* **WORK TO BE COMPLETED**
Of the records that follow, copy only the lines from the line containing "Type 1 outlines." to the line containing "1. Offset from MediaBox origin", both included, exactly as written.

* **PROVIDED DATA**
----
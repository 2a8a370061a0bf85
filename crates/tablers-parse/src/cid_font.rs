//! CID font support for CJK text extraction.
//!
//! Handles Type0 (composite) fonts with CIDFontType0 and CIDFontType2
//! descendant fonts. Provides CID-to-GID mapping, /W (width) array parsing,
//! and /DW (default width) handling for CID fonts.

use std::collections::HashMap;

use crate::error::BackendError;
use crate::lopdf_backend::ObjectNameStrExt;

/// Default CID font width when /DW is not specified (1000/1000 of text space = full em width).
const DEFAULT_CID_WIDTH: f64 = 1000.0;

/// Default ascent for CID fonts when not specified.
const DEFAULT_CID_ASCENT: f64 = 880.0;

/// Default descent for CID fonts when not specified.
const DEFAULT_CID_DESCENT: f64 = -120.0;

/// CID font subtype.
#[derive(Debug, Clone, Copy, PartialEq, Eq)]
pub enum CidFontType {
    /// CIDFontType0: CID-keyed font based on Type 1 outlines.
    Type0,
    /// CIDFontType2: CID-keyed font based on TrueType outlines.
    Type2,
}

/// CID-to-GID (glyph ID) mapping strategy.
#[derive(Debug, Clone, PartialEq)]
pub enum CidToGidMap {
    /// Identity mapping: CID equals GID directly.
    Identity,
    /// Explicit mapping: byte array where GID for CID `n` is at bytes `2n` and `2n+1`
    /// (big-endian u16).
    Explicit(Vec<u16>),
}

impl CidToGidMap {
    /// Map a CID to a GID.
    pub fn map(&self, cid: u32) -> u32 {
        match self {
            CidToGidMap::Identity => cid,
            CidToGidMap::Explicit(table) => {
                if (cid as usize) < table.len() {
                    u32::from(table[cid as usize])
                } else {
                    cid
                }
            }
        }
    }

    /// Parse a CIDToGIDMap from raw stream bytes (big-endian u16 pairs).
    pub fn from_stream(data: &[u8]) -> Self {
        let mut table = Vec::with_capacity(data.len() / 2);
        for chunk in data.chunks(2) {
            if chunk.len() == 2 {
                table.push(u16::from_be_bytes([chunk[0], chunk[1]]));
            }
        }
        CidToGidMap::Explicit(table)
    }
}
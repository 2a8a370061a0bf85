//! Page coordinate normalization — rotation and CropBox transforms.
//!
//! Transforms coordinates from PDF native space (bottom-left origin)
//! to the user-visible page coordinate system (top-left origin),
//! accounting for page rotation (`/Rotate`) and CropBox.

use tablers_core::geometry::BBox;

/// Page coordinate normalization configuration.
///
/// Combines MediaBox, optional CropBox, and page rotation to provide
/// a unified transform from PDF native space to top-left origin
/// user-visible space.
///
/// # Coordinate Transform Pipeline
///
/// 1. Offset from MediaBox origin
/// 2. Apply rotation (0°/90°/180°/270° clockwise)
/// 3. Offset by CropBox position (in rotated space)
/// 4. Y-flip (bottom-left → top-left origin)
///
/// # Example
///
/// ```
/// use tablers_core::geometry::BBox;
/// use tablers_parse::page_geometry::PageGeometry;
///
/// // US Letter page, no crop, no rotation
/// let media_box = BBox::new(0.0, 0.0, 612.0, 792.0);
/// let geo = PageGeometry::new(media_box, None, 0);
///
/// assert_eq!(geo.width(), 612.0);
/// assert_eq!(geo.height(), 792.0);
///
/// // Point near top in PDF space (y=720) → near top in display (y=72)
/// let (x, y) = geo.normalize_point(72.0, 720.0);
/// assert!((x - 72.0).abs() < 0.01);
/// assert!((y - 72.0).abs() < 0.01);
/// ```
pub struct PageGeometry {
    rotation: i32,
    media_x0: f64,
    media_y0: f64,
    native_width: f64,
    native_height: f64,
    crop_rx0: f64,
    crop_ry0: f64,
    display_width: f64,
    display_height: f64,
}

impl PageGeometry {
    /// Create a new `PageGeometry` from page metadata.
    ///
    /// # Arguments
    ///
    /// * `media_box` - Page MediaBox as raw PDF coordinates in a [`BBox`].
    ///   The BBox fields map to PDF array values:
    ///   `x0` = left, `top` = y-min (PDF bottom), `x1` = right, `bottom` = y-max (PDF top).
    /// * `crop_box` - Optional CropBox (same coordinate convention as MediaBox).
    ///   If `None`, MediaBox is used as the visible viewport.
    /// * `rotation` - Page `/Rotate` value. Normalized to 0, 90, 180, or 270.
    pub fn new(media_box: BBox, crop_box: Option<BBox>, rotation: i32) -> Self {
        let rotation = rotation.rem_euclid(360);

        let media_x0 = media_box.x0;
        let media_y0 = media_box.top;
        let native_width = media_box.width();
        let native_height = media_box.height();

        let crop = crop_box.unwrap_or(media_box);

        // Adjust CropBox relative to MediaBox origin
        let cx0 = crop.x0 - media_x0;
        let cy0 = crop.top - media_y0;
        let cx1 = crop.x1 - media_x0;
        let cy1 = crop.bottom - media_y0;

        // Rotate CropBox corners to display space
        let (crop_rx0, crop_ry0, crop_rx1, crop_ry1) = match rotation {
            90 => (cy0, native_width - cx1, cy1, native_width - cx0),
            180 => (
                native_width - cx1,
                native_height - cy1,
                native_width - cx0,
                native_height - cy0,
            ),
            270 => (native_height - cy1, cx0, native_height - cy0, cx1),
            _ => (cx0, cy0, cx1, cy1), // 0 or fallback
        };

        Self {
            rotation,
            media_x0,
            media_y0,
            native_width,
            native_height,
            crop_rx0,
            crop_ry0,
            display_width: crop_rx1 - crop_rx0,
            display_height: crop_ry1 - crop_ry0,
        }
    }

    /// Visible page width after rotation and cropping.
    pub fn width(&self) -> f64 {
        self.display_width
    }

    /// Visible page height after rotation and cropping.
    pub fn height(&self) -> f64 {
        self.display_height
    }

    /// Page rotation in degrees (normalized to 0, 90, 180, or 270).
    pub fn rotation(&self) -> i32 {
        self.rotation
    }

    /// Transform a point from PDF native space to top-left origin display space.
    ///
    /// Applies: MediaBox offset → rotation → CropBox offset → y-flip.
    pub fn normalize_point(&self, x: f64, y: f64) -> (f64, f64) {
        // Step 1: Offset from MediaBox origin
        let px = x - self.media_x0;
        let py = y - self.media_y0;

        // Step 2: Apply rotation (clockwise)
        let (rx, ry) = match self.rotation {
            90 => (py, self.native_width - px),
            180 => (self.native_width - px, self.native_height - py),
            270 => (self.native_height - py, px),
            _ => (px, py), // 0 or fallback
        };

        // Step 3: CropBox offset
        let cx = rx - self.crop_rx0;
        let cy = ry - self.crop_ry0;

        // Step 4: Y-flip (bottom-left → top-left)
        (cx, self.display_height - cy)
    }

    /// Transform a bounding box from PDF native space to top-left origin display space.
    ///
    /// Takes min/max corners in native PDF coordinates and returns a [`BBox`]
    /// in display space with top-left origin. Corners are re-normalized after
    /// transformation since rotation may swap min/max.
    pub fn normalize_bbox(&self, min_x: f64, min_y: f64, max_x: f64, max_y: f64) -> BBox {
        let (x0, y0) = self.normalize_point(min_x, min_y);
        let (x1, y1) = self.normalize_point(max_x, max_y);
        BBox::new(x0.min(x1), y0.min(y1), x0.max(x1), y0.max(y1))
    }
}
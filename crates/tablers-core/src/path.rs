use crate::geometry::{Ctm, Point};

/// A segment of a PDF path.
#[derive(Debug, Clone, PartialEq)]
#[cfg_attr(feature = "serde", derive(serde::Serialize, serde::Deserialize))]
pub enum PathSegment {
    /// Move to a new point (starts a new subpath).
    MoveTo(Point),
    /// Straight line from current point to target.
    LineTo(Point),
    /// Cubic Bezier curve with two control points and an endpoint.
    CurveTo {
        /// First control point.
        cp1: Point,
        /// Second control point.
        cp2: Point,
        /// Endpoint of the curve.
        end: Point,
    },
    /// Close the current subpath (line back to the subpath start).
    ClosePath,
}

/// A complete path consisting of segments.
#[derive(Debug, Clone, PartialEq)]
#[cfg_attr(feature = "serde", derive(serde::Serialize, serde::Deserialize))]
pub struct Path {
    /// The path segments.
    pub segments: Vec<PathSegment>,
}

impl Path {
    /// Split into subpaths: each `MoveTo` after the first starts a new
    /// subpath. A path with no segments has no subpaths.
    ///
    /// Table-detection content streams commonly draw a whole table grid as
    /// one path with interleaved `m`/`l`/`h` operators per cell edge; each
    /// subpath must be walked and closed independently.
    pub fn subpaths(&self) -> Vec<&[PathSegment]> {
        let mut subpaths = Vec::new();
        let mut start = 0;

        for (i, seg) in self.segments.iter().enumerate() {
            if i > 0 && matches!(seg, PathSegment::MoveTo(_)) {
                if start < i {
                    subpaths.push(&self.segments[start..i]);
                }
                start = i;
            }
        }
        if start < self.segments.len() {
            subpaths.push(&self.segments[start..]);
        }

        subpaths
    }
}

/// Builder for constructing paths from PDF path operators.
///
/// Coordinates are transformed through the CTM before storage.
#[derive(Debug, Clone)]
pub struct PathBuilder {
    segments: Vec<PathSegment>,
    current_point: Option<Point>,
    subpath_start: Option<Point>,
    ctm: Ctm,
}

impl PathBuilder {
    /// Create a new PathBuilder with the given CTM.
    pub fn new(ctm: Ctm) -> Self {
        Self {
            segments: Vec::new(),
            current_point: None,
            subpath_start: None,
            ctm,
        }
    }

    /// Update the CTM.
    pub fn set_ctm(&mut self, ctm: Ctm) {
        self.ctm = ctm;
    }

    /// Get the current CTM.
    pub fn ctm(&self) -> &Ctm {
        &self.ctm
    }

    /// `m` operator: move to a new point, starting a new subpath.
    pub fn move_to(&mut self, x: f64, y: f64) {
        let p = self.ctm.transform_point(Point::new(x, y));
        self.segments.push(PathSegment::MoveTo(p));
        self.current_point = Some(p);
        self.subpath_start = Some(p);
    }

    /// `l` operator: straight line from current point to `(x, y)`.
    pub fn line_to(&mut self, x: f64, y: f64) {
        let p = self.ctm.transform_point(Point::new(x, y));
        self.segments.push(PathSegment::LineTo(p));
        self.current_point = Some(p);
    }

    /// `c` operator: cubic Bezier curve with three coordinate pairs.
    pub fn curve_to(&mut self, x1: f64, y1: f64, x2: f64, y2: f64, x3: f64, y3: f64) {
        let cp1 = self.ctm.transform_point(Point::new(x1, y1));
        let cp2 = self.ctm.transform_point(Point::new(x2, y2));
        let end = self.ctm.transform_point(Point::new(x3, y3));
        self.segments.push(PathSegment::CurveTo { cp1, cp2, end });
        self.current_point = Some(end);
    }

    /// `v` operator: cubic Bezier where first control point equals current point.
    pub fn curve_to_v(&mut self, x2: f64, y2: f64, x3: f64, y3: f64) {
        let Some(cp1) = self.current_point else {
            return;
        };
        let cp2 = self.ctm.transform_point(Point::new(x2, y2));
        let end = self.ctm.transform_point(Point::new(x3, y3));
        self.segments.push(PathSegment::CurveTo { cp1, cp2, end });
        self.current_point = Some(end);
    }

    /// `y` operator: cubic Bezier where last control point equals endpoint.
    pub fn curve_to_y(&mut self, x1: f64, y1: f64, x3: f64, y3: f64) {
        let cp1 = self.ctm.transform_point(Point::new(x1, y1));
        let end = self.ctm.transform_point(Point::new(x3, y3));
        self.segments
            .push(PathSegment::CurveTo { cp1, cp2: end, end });
        self.current_point = Some(end);
    }

    /// `h` operator: close the current subpath.
    pub fn close_path(&mut self) {
        self.segments.push(PathSegment::ClosePath);
        if let Some(start) = self.subpath_start {
            self.current_point = Some(start);
        }
    }

    /// `re` operator: append a rectangle as moveto + 3 lineto + closepath.
    pub fn rectangle(&mut self, x: f64, y: f64, width: f64, height: f64) {
        self.move_to(x, y);
        self.line_to(x + width, y);
        self.line_to(x + width, y + height);
        self.line_to(x, y + height);
        self.close_path();
    }

    /// Get the current point (already CTM-transformed).
    pub fn current_point(&self) -> Option<Point> {
        self.current_point
    }

    /// Consume the builder and return the constructed path.
    pub fn build(self) -> Path {
        Path {
            segments: self.segments,
        }
    }

    /// Check if the builder has no segments.
    pub fn is_empty(&self) -> bool {
        self.segments.is_empty()
    }

    /// Take the accumulated segments as a `Path` and reset the builder.
    ///
    /// After this call, the builder is empty and ready for a new path.
    /// The current point and subpath start are also reset.
    pub fn take_and_reset(&mut self) -> Path {
        let segments = std::mem::take(&mut self.segments);
        self.current_point = None;
        self.subpath_start = None;
        Path { segments }
    }
}
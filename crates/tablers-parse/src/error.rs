//! Error types for the parsing and interpreter layers.
//!
//! Uses [`thiserror`] for ergonomic error derivation. Provides [`BackendError`]
//! that wraps backend-specific errors and converts them to [`PdfError`].

use tablers_core::PdfError;
use thiserror::Error;

/// Error type for PDF parsing backend operations.
///
/// Wraps backend-specific errors and provides conversion to [`PdfError`]
/// for unified error handling across the library.
#[derive(Debug, Error)]
pub enum BackendError {
    /// Error from PDF parsing (structure, syntax, object resolution).
    #[error("PDF parse error: {0}")]
    Parse(String),

    /// Error reading PDF data.
    #[error("I/O error: {0}")]
    Io(#[from] std::io::Error),

    /// Error resolving font or encoding information.
    #[error("font error: {0}")]
    Font(String),

    /// Error during content stream interpretation.
    #[error("interpreter error: {0}")]
    Interpreter(String),

    /// The document is encrypted and requires a password, or the password given was wrong.
    #[error("authentication failed: {0}")]
    Auth(String),

    /// A core library error.
    #[error(transparent)]
    Core(#[from] PdfError),
}

impl From<BackendError> for PdfError {
    fn from(err: BackendError) -> Self {
        match err {
            BackendError::Parse(msg) => PdfError::BackendError(msg),
            BackendError::Io(e) => PdfError::BackendError(e.to_string()),
            BackendError::Font(msg) => PdfError::BackendError(format!("font error: {msg}")),
            BackendError::Interpreter(msg) => PdfError::BackendError(msg),
            BackendError::Auth(msg) => PdfError::AuthFailed(msg),
            BackendError::Core(e) => e,
        }
    }
}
----
* **RESPONSE TO THIS TASK**
    /// CIDFontType0: CID-keyed font based on Type 1 outlines.
    Type0,
    /// CIDFontType2: CID-keyed font based on TrueType outlines.
    Type2,
}

/// CID-to-GID (glyph ID) mapping strategy.
#[derive(Debug, Clone, PartialEq)]
pub enum CidToGidMap {
    /// Identity mapping: CID equals GID directly.
    Identity,
    /// Explicit mapping: byte array where GID for CID `n` is at bytes `2n` and `2n+1`
    /// (big-endian u16).
    Explicit(Vec<u16>),
}

impl CidToGidMap {
    /// Map a CID to a GID.
    pub fn map(&self, cid: u32) -> u32 {
        match self {
            CidToGidMap::Identity => cid,
            CidToGidMap::Explicit(table) => {
                if (cid as usize) < table.len() {
                    u32::from(table[cid as usize])
                } else {
                    cid
                }
            }
        }
    }

    /// Parse a CIDToGIDMap from raw stream bytes (big-endian u16 pairs).
    pub fn from_stream(data: &[u8]) -> Self {
        let mut table = Vec::with_capacity(data.len() / 2);
        for chunk in data.chunks(2) {
            if chunk.len() == 2 {
                table.push(u16::from_be_bytes([chunk[0], chunk[1]]));
            }
        }
        CidToGidMap::Explicit(table)
    }
}
repository 2a8a370061a0bf85
//! Page coordinate normalization — rotation and CropBox transforms.
//!
//! Transforms coordinates from PDF native space (bottom-left origin)
//! to the user-visible page coordinate system (top-left origin),
//! accounting for page rotation (`/Rotate`) and CropBox.

use tablers_core::geometry::BBox;

/// Page coordinate normalization configuration.
///
/// Combines MediaBox, optional CropBox, and page rotation to provide
/// a unified transform from PDF native space to top-left origin
/// user-visible space.
///
/// # Coordinate Transform Pipeline
///
/// 1. Offset from MediaBox origin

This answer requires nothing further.